• Available data:

/// Text preparation for read-aloud narration.

/// Strip "Page N:" / "Page N" markers (pages 1 to 5), collapse runs of
/// whitespace, and make sure each run of `.` `!` `?` is followed by a
/// space so a speech engine pauses there.
pub fn clean_for_narration(text: &str) -> String {
    let mut stripped = text.to_string();
    for page in 1..=5 {
        stripped = stripped.replace(&format!("Page {page}:"), "");
        stripped = stripped.replace(&format!("Page {page}"), "");
    }

    let collapsed = stripped.split_whitespace().collect::<Vec<_>>().join(" ");

    let mut out = String::with_capacity(collapsed.len() + 8);
    let mut chars = collapsed.chars().peekable();
    while let Some(c) = chars.next() {
        out.push(c);
        if matches!(c, '.' | '!' | '?') {
            if let Some(next) = chars.peek() {
                if !next.is_whitespace() && !matches!(next, '.' | '!' | '?') {
                    out.push(' ');
                }
            }
        }
    }

    out.trim().to_string()
}
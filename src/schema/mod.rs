pub mod story;
pub mod style;
pub mod theme;
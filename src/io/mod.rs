pub mod codec;
pub mod loader;
pub mod scene;
pub mod splat;

#[cfg(feature = "io_flexbuffers")]
pub mod flexbuffers;

#[cfg(feature = "io_flexbuffers")]
pub mod writer;

#[cfg(feature = "io_ply")]
pub mod ply;
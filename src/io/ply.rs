use std::io::{
    BufRead,
    ErrorKind,
};

use bevy::prelude::*;
use ply_rs::{
    parser::Parser,
    ply::{Property, PropertyAccess},
};

use crate::splat::{
    buffer::SplatBuffer,
    harmonics::{
        SH_CHANNELS,
        degree_from_rest_count,
        pack_sh_textures,
        rest_coefficient_count,
        MAX_SH_DEGREE,
    },
    packed::{
        PackedSplat,
        SH_C0,
    },
};

pub const MAX_SIZE_VARIANCE: f32 = 4.0;

const MAX_REST_COEFFICIENTS: usize = rest_coefficient_count(MAX_SH_DEGREE);


/// One `vertex` element of a 3DGS training ply, in file space.
#[derive(Clone, Debug, Default)]
pub struct PlySplat {
    pub position: [f32; 3],
    pub f_dc: [f32; 3],
    pub f_rest: Vec<f32>,
    pub scale: [f32; 3],
    pub opacity: f32,
    pub rotation: [f32; 4],
}

impl PropertyAccess for PlySplat {
    fn new() -> Self {
        PlySplat::default()
    }

    fn set_property(&mut self, key: String, property: Property) {
        let value = match property {
            Property::Float(v) => v,
            Property::Double(v) => v as f32,
            _ => return,
        };

        match key.as_ref() {
            "x" => self.position[0] = value,
            "y" => self.position[1] = value,
            "z" => self.position[2] = value,
            "f_dc_0" => self.f_dc[0] = value,
            "f_dc_1" => self.f_dc[1] = value,
            "f_dc_2" => self.f_dc[2] = value,
            "scale_0" => self.scale[0] = value,
            "scale_1" => self.scale[1] = value,
            "scale_2" => self.scale[2] = value,
            "opacity" => self.opacity = value,
            "rot_0" => self.rotation[0] = value,
            "rot_1" => self.rotation[1] = value,
            "rot_2" => self.rotation[2] = value,
            "rot_3" => self.rotation[3] = value,
            _ if key.starts_with("f_rest_") => {
                let Ok(i) = key[7..].parse::<usize>() else {
                    return;
                };

                if i < MAX_REST_COEFFICIENTS {
                    if self.f_rest.len() <= i {
                        self.f_rest.resize(i + 1, 0.0);
                    }
                    self.f_rest[i] = value;
                }
            }
            _ => {}
        }
    }
}

impl PlySplat {
    pub fn to_packed(&self) -> PackedSplat {
        let mean_scale = self.scale.iter().sum::<f32>() / 3.0;
        let scale = Vec3::from_array(self.scale.map(|s| {
            s.max(mean_scale - MAX_SIZE_VARIANCE)
                .min(mean_scale + MAX_SIZE_VARIANCE)
                .exp()
        }));

        let [w, x, y, z] = self.rotation;
        let rotation = Quat::from_xyzw(x, y, z, w);
        let rotation = if rotation.length_squared() > 0.0 {
            rotation.normalize()
        } else {
            Quat::IDENTITY
        };

        let color = Vec3::from_array(self.f_dc).mul_add(Vec3::splat(SH_C0), Vec3::splat(0.5));
        let opacity = 1.0 / (1.0 + (-self.opacity).exp());

        PackedSplat::new(
            Vec3::from_array(self.position),
            scale,
            rotation,
            color,
            opacity,
        )
    }

    /// Rest coefficients reordered from channel-major file layout to coefficient-major.
    pub fn interleaved_rest(&self, degree: usize) -> Vec<f32> {
        let per_channel = rest_coefficient_count(degree) / SH_CHANNELS;
        let mut interleaved = vec![0.0; per_channel * SH_CHANNELS];

        for channel in 0..SH_CHANNELS {
            for coefficient in 0..per_channel {
                let file_index = channel * per_channel + coefficient;
                interleaved[coefficient * SH_CHANNELS + channel] =
                    self.f_rest.get(file_index).copied().unwrap_or(0.0);
            }
        }

        interleaved
    }
}


pub fn parse_ply(mut reader: &mut dyn BufRead) -> Result<SplatBuffer, std::io::Error> {
    let splat_parser = Parser::<PlySplat>::new();
    let header = splat_parser.read_header(&mut reader)?;

    let mut splats = Vec::new();
    let mut rest_count = 0;

    let required_properties = [
        "x", "y", "z", "f_dc_0", "f_dc_1", "f_dc_2", "scale_0", "scale_1", "scale_2", "opacity",
        "rot_0", "rot_1", "rot_2", "rot_3",
    ];

    for (_key, element) in &header.elements {
        if element.name == "vertex" {
            let missing = required_properties
                .iter()
                .filter(|property| !element.properties.contains_key(**property))
                .collect::<Vec<_>>();

            if !missing.is_empty() {
                return Err(std::io::Error::new(
                    ErrorKind::InvalidData,
                    format!("missing required properties: {missing:?}"),
                ));
            }

            rest_count = element
                .properties
                .keys()
                .filter(|key| key.starts_with("f_rest_"))
                .count();

            splats = splat_parser.read_payload_for_element(&mut reader, element, &header)?;
        }
    }

    let packed = splats.iter().map(PlySplat::to_packed).collect::<Vec<_>>();
    let buffer = SplatBuffer::from_splats(&packed);

    let degree = match rest_count {
        0 => None,
        count => {
            let degree = degree_from_rest_count(count.min(MAX_REST_COEFFICIENTS));
            if degree.is_none() {
                warn!(rest_count, "unsupported spherical harmonic layout, loading without sh");
            }
            degree
        }
    };

    let Some(degree) = degree else {
        return Ok(buffer);
    };

    let coefficients = splats
        .iter()
        .flat_map(|splat| splat.interleaved_rest(degree))
        .collect::<Vec<_>>();

    Ok(buffer.with_sh_data(pack_sh_textures(&coefficients, degree, splats.len())))
}
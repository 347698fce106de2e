use std::io::ErrorKind;

use flexbuffers::{FlexbufferSerializer, Reader};
use serde::{Deserialize, Serialize};

use crate::{
    io::codec::SplatCodec,
    splat::buffer::SplatBuffer,
};

impl SplatCodec for SplatBuffer {
    fn encode(&self) -> Result<Vec<u8>, std::io::Error> {
        let mut serializer = FlexbufferSerializer::new();
        self.serialize(&mut serializer)
            .map_err(|err| std::io::Error::new(ErrorKind::InvalidData, err))?;

        Ok(serializer.view().to_vec())
    }

    fn decode(data: &[u8]) -> Result<Self, std::io::Error> {
        let reader = Reader::get_root(data)
            .map_err(|err| std::io::Error::new(ErrorKind::InvalidData, err))?;
        let buffer = Self::deserialize(reader)
            .map_err(|err| std::io::Error::new(ErrorKind::InvalidData, err))?;

        buffer.validate()
            .map_err(|err| std::io::Error::new(ErrorKind::InvalidData, err))?;

        Ok(buffer)
    }
}
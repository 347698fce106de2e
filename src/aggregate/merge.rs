use std::sync::Arc;

use bevy::prelude::*;

use crate::{
    aggregate::{
        AggregateSplatSet,
        NodeRange,
        settings::ShMergePolicy,
    },
    error::SplatError,
    node::{
        NodeId,
        NodeTransforms,
    },
    splat::{
        buffer::SplatBuffer,
        harmonics::{
            SH_TEXEL_BYTES,
            texture_bytes,
            texture_side,
            texture_side_of,
        },
        packed::ATTRIBUTE_STRIDE,
    },
};


/// Builds the aggregate that results from appending `incoming` as `node`.
///
/// `incoming` must already be validated as a single-node buffer. The
/// previous aggregate is only read; on error nothing observable changed.
pub fn merge(
    aggregate: &AggregateSplatSet,
    incoming: SplatBuffer,
    node: NodeId,
    sh_policy: ShMergePolicy,
) -> Result<AggregateSplatSet, SplatError> {
    let current = aggregate.buffer();
    let count_a = current.len();
    let count_b = incoming.len();

    let world_transform = incoming.world_transform();

    let mut transforms = aggregate
        .transforms()
        .try_clone()
        .map_err(|_| allocation_failure::<(NodeId, Mat4)>(aggregate.transforms().len() + 1))?;
    transforms.insert(node, world_transform);

    let mut ranges = try_with_capacity::<NodeRange>(aggregate.node_ranges().len() + 1)?;
    ranges.extend_from_slice(aggregate.node_ranges());
    ranges.push(NodeRange {
        node,
        start: count_a as u32,
        count: count_b as u32,
    });

    let buffer = if count_b == 0 {
        Arc::clone(current)
    } else if count_a == 0 {
        Arc::new(adopt(incoming, node, sh_policy)?)
    } else {
        Arc::new(concatenate(current, incoming, node, sh_policy)?)
    };

    debug!(
        node = node.0,
        previous_splats = count_a,
        incoming_splats = count_b,
        sh = buffer.sh_data.is_some(),
        "merged splat asset into aggregate"
    );

    Ok(AggregateSplatSet::from_parts(buffer, transforms, ranges))
}


/// First real asset of an empty aggregate: its data moves in without copying.
fn adopt(
    incoming: SplatBuffer,
    node: NodeId,
    sh_policy: ShMergePolicy,
) -> Result<SplatBuffer, SplatError> {
    let count = incoming.len();

    let mut node_indices = try_with_capacity::<u32>(count)?;
    node_indices.extend(std::iter::repeat_n(node.0, count));

    let sh_data = match sh_policy {
        ShMergePolicy::Merge => incoming.sh_data,
        ShMergePolicy::Discard => None,
    };

    Ok(SplatBuffer {
        splat_count: incoming.splat_count,
        attribute_data: incoming.attribute_data,
        sh_data,
        node_indices: Some(node_indices),
        node_transforms: NodeTransforms::default(),
    })
}

fn concatenate(
    current: &SplatBuffer,
    incoming: SplatBuffer,
    node: NodeId,
    sh_policy: ShMergePolicy,
) -> Result<SplatBuffer, SplatError> {
    let count_a = current.len();
    let count_b = incoming.len();
    let total = count_a + count_b;

    let mut attribute_data = try_with_capacity::<u8>(total * ATTRIBUTE_STRIDE)?;
    attribute_data.extend_from_slice(&current.attribute_data);
    attribute_data.extend_from_slice(&incoming.attribute_data);

    let sh_data = match (sh_policy, &current.sh_data, &incoming.sh_data) {
        (ShMergePolicy::Merge, Some(textures_a), Some(textures_b)) => {
            Some(merge_sh_textures(textures_a, count_a, textures_b, count_b)?)
        }
        (ShMergePolicy::Merge, Some(_), None) | (ShMergePolicy::Merge, None, Some(_)) => {
            warn!(
                node = node.0,
                "only one side of the merge carries spherical harmonics, dropping sh for the aggregate"
            );
            None
        }
        _ => None,
    };

    let mut node_indices = try_with_capacity::<u32>(total)?;
    match &current.node_indices {
        Some(indices) => node_indices.extend_from_slice(indices),
        None => node_indices.extend(std::iter::repeat_n(0, count_a)),
    }
    node_indices.extend(std::iter::repeat_n(node.0, count_b));

    Ok(SplatBuffer {
        splat_count: total as u32,
        attribute_data,
        sh_data,
        node_indices: Some(node_indices),
        node_transforms: NodeTransforms::default(),
    })
}


/// Level-by-level SH merge.
///
/// B's texels start at texel `count_a`, not after A's full grid, so A's
/// padding slots are reused. A level missing on one side reads as zeros.
pub fn merge_sh_textures(
    textures_a: &[Vec<u8>],
    count_a: usize,
    textures_b: &[Vec<u8>],
    count_b: usize,
) -> Result<Vec<Vec<u8>>, SplatError> {
    let levels = textures_a.len().max(textures_b.len());

    let side = grid_side(textures_a)
        .max(grid_side(textures_b))
        .max(texture_side(count_a + count_b));
    let bytes = texture_bytes(side);

    let payload_a = count_a * SH_TEXEL_BYTES;
    let payload_b = count_b * SH_TEXEL_BYTES;

    let mut merged = try_with_capacity::<Vec<u8>>(levels)?;
    for level in 0..levels {
        let mut texture = try_zeroed(bytes)?;

        if let Some(source) = textures_a.get(level) {
            let len = payload_a.min(source.len());
            texture[..len].copy_from_slice(&source[..len]);
        }

        if let Some(source) = textures_b.get(level) {
            let len = payload_b.min(source.len());
            texture[payload_a..payload_a + len].copy_from_slice(&source[..len]);
        }

        merged.push(texture);
    }

    Ok(merged)
}

fn grid_side(textures: &[Vec<u8>]) -> usize {
    textures
        .first()
        .and_then(|texture| texture_side_of(texture))
        .unwrap_or(0)
}


fn allocation_failure<T>(len: usize) -> SplatError {
    SplatError::AllocationFailure {
        bytes: len.saturating_mul(std::mem::size_of::<T>()),
    }
}

fn try_with_capacity<T>(len: usize) -> Result<Vec<T>, SplatError> {
    let mut data = Vec::new();
    data.try_reserve_exact(len)
        .map_err(|_| allocation_failure::<T>(len))?;
    Ok(data)
}

fn try_zeroed(len: usize) -> Result<Vec<u8>, SplatError> {
    let mut data = try_with_capacity::<u8>(len)?;
    data.resize(len, 0);
    Ok(data)
}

• Task statement: Pull every line containing the word "filter" out of the listing.

• Exercise answer:
                .filter(|property| !element.properties.contains_key(**property))
                .filter(|key| key.starts_with("f_rest_"))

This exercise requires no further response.